Wednesday, June 30, 2010

Clouds in my coffee

Today we take a break from our regularly scheduled programming (long introspective essays on the nature of Indian government) to discuss a more pressing subject: coffee.

I admit it: I'm not a coffee enthusiast. Studies have suggested that most people cannot tell the difference between a fancy bottle of wine and its cheapo cousin. To an extent, that is true of me and coffee: the subtle differences between roasts exist for me mainly in theory. This may be a personal thing. My sister once kindly labeled me an "undersmeller" and my mother compounded that by saying that none of my five senses would be my route to fame.

In the case of wine, of course, the problem exists because the difference between a really good bottle of wine and a really bad one is hardly objective; price is one of the few markers the average man has. But I often felt the same way about coffee.

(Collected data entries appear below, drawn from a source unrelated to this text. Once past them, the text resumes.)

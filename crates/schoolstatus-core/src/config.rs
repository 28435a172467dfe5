// crates/schoolstatus-core/src/config.rs

//! Layered run configuration: built-in defaults, then `SOS_*` environment
//! variables, then explicit overrides from the command line.

use crate::emit::TemplateOptions;
use crate::error::{Result, RosterError};
use std::fmt;
use std::path::PathBuf;
use std::str::FromStr;

pub const DEFAULT_CCD_FILE: &str = "ccd_sch_sas.csv";
pub const DEFAULT_OUTPUT_DIR: &str = ".";
pub const CONFORMANCE_URL: &str = "https://data.ed.gov/v1.0/schema/schooloperationalstatus";
pub const SCHEMA_URL: &str = "https://data.ed.gov/v1.0/schema/schooloperationalstatus.schema.json";

pub const ENV_CCD_FILE: &str = "SOS_CCDFILE";
pub const ENV_OUTPUT_DIR: &str = "SOS_OUTPUTDIR";
pub const ENV_CONFORMANCE: &str = "SOS_CONFORMANCE";
pub const ENV_SCHEMA: &str = "SOS_SCHEMA";
pub const ENV_LOG_LEVEL: &str = "SOS_LOGLEVEL";

#[derive(Debug, Clone, Copy, Default, PartialEq, Eq)]
pub enum LogLevel {
    Debug,
    #[default]
    Info,
    Warning,
    Error,
    Critical,
}

impl LogLevel {
    pub const NAMES: [&'static str; 5] = ["DEBUG", "INFO", "WARNING", "ERROR", "CRITICAL"];

    pub fn as_str(self) -> &'static str {
        match self {
            LogLevel::Debug => "DEBUG",
            LogLevel::Info => "INFO",
            LogLevel::Warning => "WARNING",
            LogLevel::Error => "ERROR",
            LogLevel::Critical => "CRITICAL",
        }
    }

    /// `tracing` has no level above ERROR, so CRITICAL folds into it.
    pub fn as_tracing_level(self) -> tracing::Level {
        match self {
            LogLevel::Debug => tracing::Level::DEBUG,
            LogLevel::Info => tracing::Level::INFO,
            LogLevel::Warning => tracing::Level::WARN,
            LogLevel::Error | LogLevel::Critical => tracing::Level::ERROR,
        }
    }
}

impl FromStr for LogLevel {
    type Err = RosterError;

    fn from_str(s: &str) -> Result<Self> {
        match s.trim().to_ascii_uppercase().as_str() {
            "DEBUG" => Ok(LogLevel::Debug),
            "INFO" => Ok(LogLevel::Info),
            "WARNING" => Ok(LogLevel::Warning),
            "ERROR" => Ok(LogLevel::Error),
            "CRITICAL" => Ok(LogLevel::Critical),
            _ => Err(RosterError::InvalidLogLevel(s.to_string())),
        }
    }
}

impl fmt::Display for LogLevel {
    fn fmt(&self, f: &mut fmt::Formatter<'_>) -> fmt::Result {
        f.write_str(self.as_str())
    }
}

/// Values given explicitly on the command line. `None` means "not given".
#[derive(Debug, Clone, Default)]
pub struct ConfigOverrides {
    pub ccd_file: Option<PathBuf>,
    pub output_dir: Option<PathBuf>,
    pub conforms_to: Option<String>,
    pub described_by: Option<String>,
    pub log_level: Option<LogLevel>,
}

/// Fully resolved settings for one run.
#[derive(Debug, Clone, PartialEq, Eq)]
pub struct GeneratorConfig {
    pub ccd_file: PathBuf,
    pub output_dir: PathBuf,
    pub conforms_to: String,
    pub described_by: String,
    pub log_level: LogLevel,
}

impl Default for GeneratorConfig {
    fn default() -> Self {
        Self {
            ccd_file: PathBuf::from(DEFAULT_CCD_FILE),
            output_dir: PathBuf::from(DEFAULT_OUTPUT_DIR),
            conforms_to: CONFORMANCE_URL.to_string(),
            described_by: SCHEMA_URL.to_string(),
            log_level: LogLevel::default(),
        }
    }
}

impl GeneratorConfig {
    /// Defaults overlaid with the process environment.
    pub fn from_env() -> Result<Self> {
        Self::from_lookup(|key| std::env::var(key).ok())
    }

    /// Defaults overlaid with whatever `lookup` returns for the `SOS_*` keys.
    ///
    /// An unparseable `SOS_LOGLEVEL` is an error rather than a silent fallback.
    pub fn from_lookup<F>(lookup: F) -> Result<Self>
    where
        F: Fn(&str) -> Option<String>,
    {
        let mut config = Self::default();

        if let Some(v) = lookup(ENV_CCD_FILE) {
            config.ccd_file = PathBuf::from(v);
        }
        if let Some(v) = lookup(ENV_OUTPUT_DIR) {
            config.output_dir = PathBuf::from(v);
        }
        if let Some(v) = lookup(ENV_CONFORMANCE) {
            config.conforms_to = v;
        }
        if let Some(v) = lookup(ENV_SCHEMA) {
            config.described_by = v;
        }
        if let Some(v) = lookup(ENV_LOG_LEVEL) {
            config.log_level = v.parse()?;
        }

        Ok(config)
    }

    /// Command-line values win over anything already resolved.
    pub fn with_overrides(mut self, overrides: ConfigOverrides) -> Self {
        if let Some(v) = overrides.ccd_file {
            self.ccd_file = v;
        }
        if let Some(v) = overrides.output_dir {
            self.output_dir = v;
        }
        if let Some(v) = overrides.conforms_to {
            self.conforms_to = v;
        }
        if let Some(v) = overrides.described_by {
            self.described_by = v;
        }
        if let Some(v) = overrides.log_level {
            self.log_level = v;
        }
        self
    }

    pub fn template(&self) -> TemplateOptions {
        TemplateOptions {
            conforms_to: self.conforms_to.clone(),
            described_by: self.described_by.clone(),
        }
    }
}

As a result of my naivete, I found coffee shops vaguely intimidating, peopled by individuals who all knew a secret that I didn't. My coffee confusion existed up until my sophomore year of college, when I got a job in a coffee shop. I learned a great deal - for example, the difference between filter coffee and an Americano, and also how to say "whipped cream" in Italian - but this didn't improve my palate.

A few weeks ago, in Washington DC, I went out for coffee with a friend who refused to go to Starbucks.

"They burn their beans," she said. This is a common kvetch - at my college coffee shop, disdain for Starbucks was like a fever, and no one went for long without catching it. The main grounds for our distaste: Starbucks burned their beans.

But alas! Despite this, I still couldn't taste the difference between Starbucks any just about anyone else.

The majority of Indians are, like me, not coffee drinkers. The difference between espresso and coffee might as well be nil, and even South Indians (who drink a sweet, creamy 'filter coffee') usually limit themselves to whatever comes out of the Nescafe foil packet.

Despite this, there's been an explosion of coffee shops across India, most notably the chains Cafe Coffee Day and Barista. These chains make their money off 'value-added' products like cold coffee, which is more of a coffee-flavored milk shake than a real coffee.

Last week, I went into our local Cafe Coffee Day (a flagship store for the brand, right in central Delhi) and asked for a cup of coffee. The waitress, a very skinny and sweet girl who clearly didn't understand a word I was saying, ran for the back of the store to get her supervisor.

After a few moments of careful listening, he divined what I was asking for and told me that I could in fact get a cup of coffee.

What he brought me a few minutes later was in fact an Americano. I didn't protest - I felt it would be hypocritical, since to me the two wouldn't taste particularly different - but it wasn't a cup of coffee.

I mentioned this to an American who immediately concurred. "People in India don't drink filter coffee." I don't know if he meant to sound superior, but he did.

Then last week I went to the Taj Mansingh, which is part of India's famous chain of luxury business hotels. A coffee at the Taj costs about $6. I once went to a Taj with an aunt of mine, a respectable middle-class woman, and when she saw the bill for our cups of tea she visibly blanched, perhaps wondering what the hell they put in there.

The interesting point is this. They brought me a very tiny cup of coffee, about half what one would get in the United States, along with milk. And for the first time in my life, I thought the coffee tasted delicious. I didn't even need sugar to leach out the bitterness.

But I'm suspicious of my own result. Does the Taj legitimately carry better coffee, and unburned beans? (Bitter flavor is a dead ringer for burned beans) Or was I just willing to believe the coffee was better because it was more expensive?

(I think this relates to a grander fact: the "goodness" of any food is relative, which is why everyone's mother is the world's best cook.)